In the state of the art for engine design it is a desirable objective to design an adiabatic engine in which all of the thermal energy developed by the combusted fuel is utilitzed and recovered as useful work. While thermal losses are inevitable, by maximazing the recoverable energy thermal efficiencies approximating 85% can be achieved. However, in order to achieve such efficiencies extraordinarily high temperatures and pressures must be developed. By using appropriate supercharging means, such as the positive displacement devices described in U.S. Pat. No. 4,791,787, issued Dec. 20, 1988 and filed Dec. 5, 1985, entitled Regenerative Thermal Engine engine pressures approaching 300 bars and temperatures of approximately 2,400 degrees Farenheit can be obtained. Designing combustion chambers and reciprocator components to withstand such temperatures and pressures becomes a formidable task, particularly where thermal energy is desired to be converted into useful work and not dissipated by bulky and wasteful cooling systems. Where the engines are designed for military use, the waste heat dissipated by cooling systems or direct exhaust results in a high infrared signature which is readily detectable.

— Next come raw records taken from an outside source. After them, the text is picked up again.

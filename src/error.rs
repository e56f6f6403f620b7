use std::io;
use thiserror::Error;

/// Error type for the process-group monitor
#[derive(Error, Debug)]
pub enum MonitorError {
    #[error("IO error: {0}")]
    Io(#[from] io::Error),

    #[error("Serialization error: {0}")]
    Serialization(#[from] serde_json::Error),

    #[error("Invalid sampling interval: {0} ms (must be greater than zero)")]
    InvalidInterval(u64),

    #[error("Process name must not be empty")]
    EmptyProcessName,

    #[error("A monitoring session is already running for '{0}'")]
    AlreadyRunning(String),

    #[error("No monitoring session is running")]
    NotRunning,

    #[error("Scheduler runtime error: {0}")]
    Runtime(String),

    #[error("Process read failed: {0}")]
    ProcessRead(String),

    #[error("GPU not available: {0}")]
    GpuNotAvailable(String),

    #[error("Metric collection failed: {0}")]
    MetricCollection(String),

    #[error("{0}")]
    Other(String),
}

/// Result type alias for the monitor
pub type Result<T> = std::result::Result<T, MonitorError>;

impl MonitorError {
    pub fn runtime<S: Into<String>>(msg: S) -> Self {
        MonitorError::Runtime(msg.into())
    }

    /// Create a per-process read error (process exited or access denied)
    pub fn process_read<S: Into<String>>(msg: S) -> Self {
        MonitorError::ProcessRead(msg.into())
    }

    pub fn gpu_not_available<S: Into<String>>(msg: S) -> Self {
        MonitorError::GpuNotAvailable(msg.into())
    }

    pub fn metric_collection<S: Into<String>>(msg: S) -> Self {
        MonitorError::MetricCollection(msg.into())
    }

    /// Create a generic error
    pub fn other<S: Into<String>>(msg: S) -> Self {
        MonitorError::Other(msg.into())
    }
}
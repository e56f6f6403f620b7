use std::collections::HashMap;

use sysinfo::{Pid, Process, ProcessRefreshKind, ProcessesToUpdate, System};

use crate::core::group_monitor::{ProcessHandle, ProcessSource, ProcessStats};
use crate::error::{MonitorError, Result};

/// Strip a trailing `.exe` so `app` and `app.exe` name the same group
pub fn normalize_process_name(name: &str) -> &str {
    let len = name.len();
    if len > 4 && name.is_char_boundary(len - 4) && name[len - 4..].eq_ignore_ascii_case(".exe") {
        &name[..len - 4]
    } else {
        name
    }
}

/// Whether a process called `candidate` belongs to the group `wanted`
pub fn name_matches(candidate: &str, wanted: &str) -> bool {
    let candidate = normalize_process_name(candidate);
    let wanted = normalize_process_name(wanted);
    if cfg!(windows) {
        candidate.eq_ignore_ascii_case(wanted)
    } else {
        candidate == wanted
    }
}

/// Sum of `Private_Clean` and `Private_Dirty` in a `smaps_rollup` file, in
/// bytes
pub fn parse_smaps_private(text: &str) -> Option<u64> {
    let mut total = None;
    for line in text.lines() {
        let Some((key, rest)) = line.split_once(':') else {
            continue;
        };
        if key == "Private_Clean" || key == "Private_Dirty" {
            let kb: u64 = rest.trim().trim_end_matches("kB").trim().parse().ok()?;
            total = Some(total.unwrap_or(0) + kb * 1024);
        }
    }
    total
}

/// Process table backed by `sysinfo`.
///
/// Private memory is `PrivateUsage` on Windows and the private pages of
/// `smaps_rollup` on Linux. Elsewhere, or when those are unreadable, it falls
/// back to the resident set. Thread counts come from a Toolhelp32 snapshot on
/// Windows and from `/proc` tasks on Linux; other systems report one thread
/// per process.
pub struct SysinfoProcessSource {
    system: System,
    // Refreshed once per enumeration on Windows
    thread_counts: HashMap<u32, u32>,
}

impl SysinfoProcessSource {
    pub fn new() -> Self {
        Self {
            system: System::new(),
            thread_counts: HashMap::new(),
        }
    }

    #[cfg(windows)]
    fn refresh_thread_counts(&mut self) {
        match super::windows::thread_counts() {
            Ok(counts) => self.thread_counts = counts,
            Err(e) => {
                log::debug!("{}", e);
                self.thread_counts.clear();
            }
        }
    }

    #[cfg(not(windows))]
    fn refresh_thread_counts(&mut self) {}

    fn thread_count(&self, proc: &Process) -> u32 {
        self.thread_counts
            .get(&proc.pid().as_u32())
            .copied()
            .or_else(|| proc.tasks().map(|tasks| tasks.len() as u32))
            .unwrap_or(1)
            .max(1)
    }

    fn read_kind() -> ProcessRefreshKind {
        ProcessRefreshKind::nothing()
            .with_cpu()
            .with_memory()
            .with_tasks()
    }
}

impl Default for SysinfoProcessSource {
    fn default() -> Self {
        Self::new()
    }
}

impl ProcessSource for SysinfoProcessSource {
    fn processes_by_name(&mut self, name: &str) -> Vec<ProcessHandle> {
        self.system.refresh_processes_specifics(
            ProcessesToUpdate::All,
            true,
            ProcessRefreshKind::nothing(),
        );
        self.refresh_thread_counts();

        let mut group: Vec<ProcessHandle> = self
            .system
            .processes()
            .values()
            .filter_map(|proc| {
                let proc_name = proc.name().to_string_lossy();
                name_matches(&proc_name, name).then(|| ProcessHandle {
                    pid: proc.pid().as_u32(),
                    name: proc_name.into_owned(),
                })
            })
            .collect();
        group.sort_by_key(|h| h.pid);
        group
    }

    fn read(&mut self, handle: &ProcessHandle) -> Result<ProcessStats> {
        let pid = Pid::from_u32(handle.pid);
        self.system
            .refresh_processes_specifics(ProcessesToUpdate::Some(&[pid]), true, Self::read_kind());

        let proc = self.system.process(pid).ok_or_else(|| {
            MonitorError::process_read(format!("process {} is no longer running", handle.pid))
        })?;

        Ok(ProcessStats {
            cpu_time_ms: proc.accumulated_cpu_time(),
            working_set_bytes: proc.memory(),
            private_bytes: private_bytes(proc),
            thread_count: self.thread_count(proc),
        })
    }

    fn running_process_count(&mut self) -> usize {
        self.system.processes().len()
    }
}

#[cfg(windows)]
fn private_bytes(proc: &Process) -> u64 {
    super::windows::private_bytes(proc.pid().as_u32()).unwrap_or_else(|e| {
        log::debug!("{}", e);
        proc.memory()
    })
}

#[cfg(target_os = "linux")]
fn private_bytes(proc: &Process) -> u64 {
    let path = format!("/proc/{}/smaps_rollup", proc.pid().as_u32());
    std::fs::read_to_string(path)
        .ok()
        .and_then(|text| parse_smaps_private(&text))
        .unwrap_or_else(|| proc.memory())
}

#[cfg(not(any(windows, target_os = "linux")))]
fn private_bytes(proc: &Process) -> u64 {
    proc.memory()
}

The principle problem confronting engine designers, therefore, is to devise a high tempertature and pressure engine that develops a high power density wherein the engine is adapted to use a high supercharging level without the penalty of low compression ratio which is a main factor in reducing efficiency.
While various advances in achieving the objective of an adiabatic engine have been made utilizing ceramics, many unsolved problems arise with the adaptation of ceramics, which have desirably high heat resistant characteristics, to reciprocal engines that require high strength in its stationary and dynamic components as well. In addition to strength, the other common problem in utilizing ceramics is the dissimilarity in the expansion coefficient of ceramic components in comparison with conventional metallic components with which they must be associated.
This invention is directed at solving many of the problems in adapting ceramic components to a high pressure, high temperature reciprocal engine that includes various heat recovery subsystems for producing a compact high power density engine having a minimal heat dissipation. The engine is particularly suitable for military applications where it is desirable to have a small power package located under armoured protection with minimal detection heat radiation. In this manner the payload, weaponry, fire capacity, fuel, electronics or other components of the vehicle can be enhanced with the reduction in size and weight of the power plant.